The jury found Shelby guilty of fleeing or evading police in the first
degree, resisting arrest, and harassment—a lesser-included offense of assault in the
fourth degree. His punishment was fixed at five years’ imprisonment on the felony
conviction, twelve months and a $500.00 fine for resisting arrest, and ninety days
and a $250.00 fine for harassment. The jury subsequently found Shelby to be a
PFO I and enhanced the felony sentence to fifteen years’ imprisonment. The trial
court sentenced Shelby in accordance with the jury’s recommendation on July 2,
2008. This appeal followed.
Shelby contends the trial court erred in failing to merge the charge of
fleeing or evading police into the resisting arrest charge.
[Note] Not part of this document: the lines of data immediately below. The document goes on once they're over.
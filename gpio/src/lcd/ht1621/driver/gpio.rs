use std::thread::sleep;
use std::time::Duration;
use log::{debug, trace};
use crate::{GpioError, GpioOutput, GpioResult};
use crate::lcd::ht1621::driver::{Command, HT1621Driver, HT1621Timing, MAX_WIRE_ADDRESS};

/// `1000`: the command mode tag plus the leading zero of the 9-bit command word.
const COMMAND_PREFIX: u8 = 0b1000_0000;
/// `101`: the write mode tag.
const WRITE_PREFIX: u8 = 0b1010_0000;

/// GpioHT1621 driver for the HT1621 LCD controller using GPIO pins.
///
/// Every transition is a single GPIO write followed by the matching [HT1621Timing] delay.
#[derive(Debug)]
pub struct GpioHT1621Driver<'a> {
    pin_cs: &'a dyn GpioOutput,
    pin_wr: &'a dyn GpioOutput,
    pin_data: &'a dyn GpioOutput,
    pin_backlight: Option<&'a dyn GpioOutput>,
    timing: HT1621Timing,
}

impl<'a> GpioHT1621Driver<'a> {
    /// Creates a new GpioHT1621Driver instance, with default timing and no backlight.
    ///
    /// # Parameters
    ///
    /// - `pin_cs`: Chip select output pin, active low.
    /// - `pin_wr`: Write clock output pin. Data is latched on its rising edge.
    /// - `pin_data`: Serial data output pin.
    pub fn new(
        pin_cs: &'a dyn GpioOutput,
        pin_wr: &'a dyn GpioOutput,
        pin_data: &'a dyn GpioOutput,
    ) -> Self {
        GpioHT1621Driver {
            pin_cs,
            pin_wr,
            pin_data,
            pin_backlight: None,
            timing: HT1621Timing::default(),
        }
    }

    /// Adds a backlight output pin. The backlight is on when the pin is high.
    pub fn with_backlight(mut self, pin_backlight: &'a dyn GpioOutput) -> Self {
        self.pin_backlight = Some(pin_backlight);
        self
    }

    /// Replaces the bus timing. Use [HT1621Timing::none] when nothing is listening to the delays.
    pub fn with_timing(mut self, timing: HT1621Timing) -> Self {
        self.timing = timing;
        self
    }

    /// Gets the bus timing in use.
    pub fn timing(&self) -> HT1621Timing {
        self.timing
    }

    fn wait(duration: Duration) {
        if !duration.is_zero() {
            sleep(duration);
        }
    }

    /// Clocks out the `count` most significant bits of `data`, MSB first.
    fn send_bits(&self, mut data: u8, count: u8) -> GpioResult<()> {
        for _ in 0..count {
            self.pin_wr.write(false)?;
            self.pin_data.write(data & 0x80 != 0)?;
            Self::wait(self.timing.write_low);
            self.pin_wr.write(true)?;
            Self::wait(self.timing.write_high);
            data <<= 1;
        }
        Ok(())
    }

    /// Runs `body` with CS held low. CS is released even if `body` fails.
    fn frame(&self, body: impl FnOnce(&Self) -> GpioResult<()>) -> GpioResult<()> {
        self.pin_cs.write(false)?;
        Self::wait(self.timing.cs_setup);
        let result = body(self);
        let released = self.pin_cs.write(true);
        Self::wait(self.timing.cs_hold);
        result.and(released)
    }
}

impl HT1621Driver for GpioHT1621Driver<'_> {
    /// Drives all three bus lines high, then sends [Command::STARTUP]: RC oscillator, bias,
    /// system off, watchdog off, system on, display on.
    fn init(&mut self) -> GpioResult<()> {
        debug!("Initializing HT1621 with {:?}", self.timing);

        self.pin_cs.write(true)?;
        self.pin_wr.write(true)?;
        self.pin_data.write(true)?;
        Self::wait(self.timing.cs_hold);

        for command in Command::STARTUP {
            self.command(command)?;
        }

        Ok(())
    }

    fn send_command(&mut self, opcode: u8) -> GpioResult<()> {
        trace!("Sending command: {:08b}", opcode);
        self.frame(|this| {
            this.send_bits(COMMAND_PREFIX, 4)?;
            this.send_bits(opcode, 8)
        })
    }

    /// The address is shifted left by 2 so that its 6 low bits are the top of the byte handed to
    /// the shifter.
    fn write_address(&mut self, address: u8, nibble: u8) -> GpioResult<()> {
        if address > MAX_WIRE_ADDRESS || nibble > 0x0F {
            return Err(GpioError::InvalidArgument);
        }

        trace!("Writing {:04b} at {:#04x}", nibble, address);
        self.frame(|this| {
            this.send_bits(WRITE_PREFIX, 3)?;
            this.send_bits(address << 2, 6)?;
            this.send_bits(nibble << 4, 4)
        })
    }

    fn set_backlight(&mut self, on: bool) -> GpioResult<()> {
        let Some(pin) = self.pin_backlight else {
            return Ok(());
        };

        debug!("Backlight {}", if on { "on" } else { "off" });
        pin.write(on)?;
        Self::wait(self.timing.backlight_settle);
        Ok(())
    }
}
He argues this failure
violated the proscription on double jeopardy as the two crimes arose out of the
same course of conduct. Next, Shelby alleges the trial court erred in failing to
grant his motion for a directed verdict on the assault charge. Finally, he contends
the fifteen year sentence he received was grossly disproportionate to the events
which occurred. We disagree and affirm the Fleming Circuit Court.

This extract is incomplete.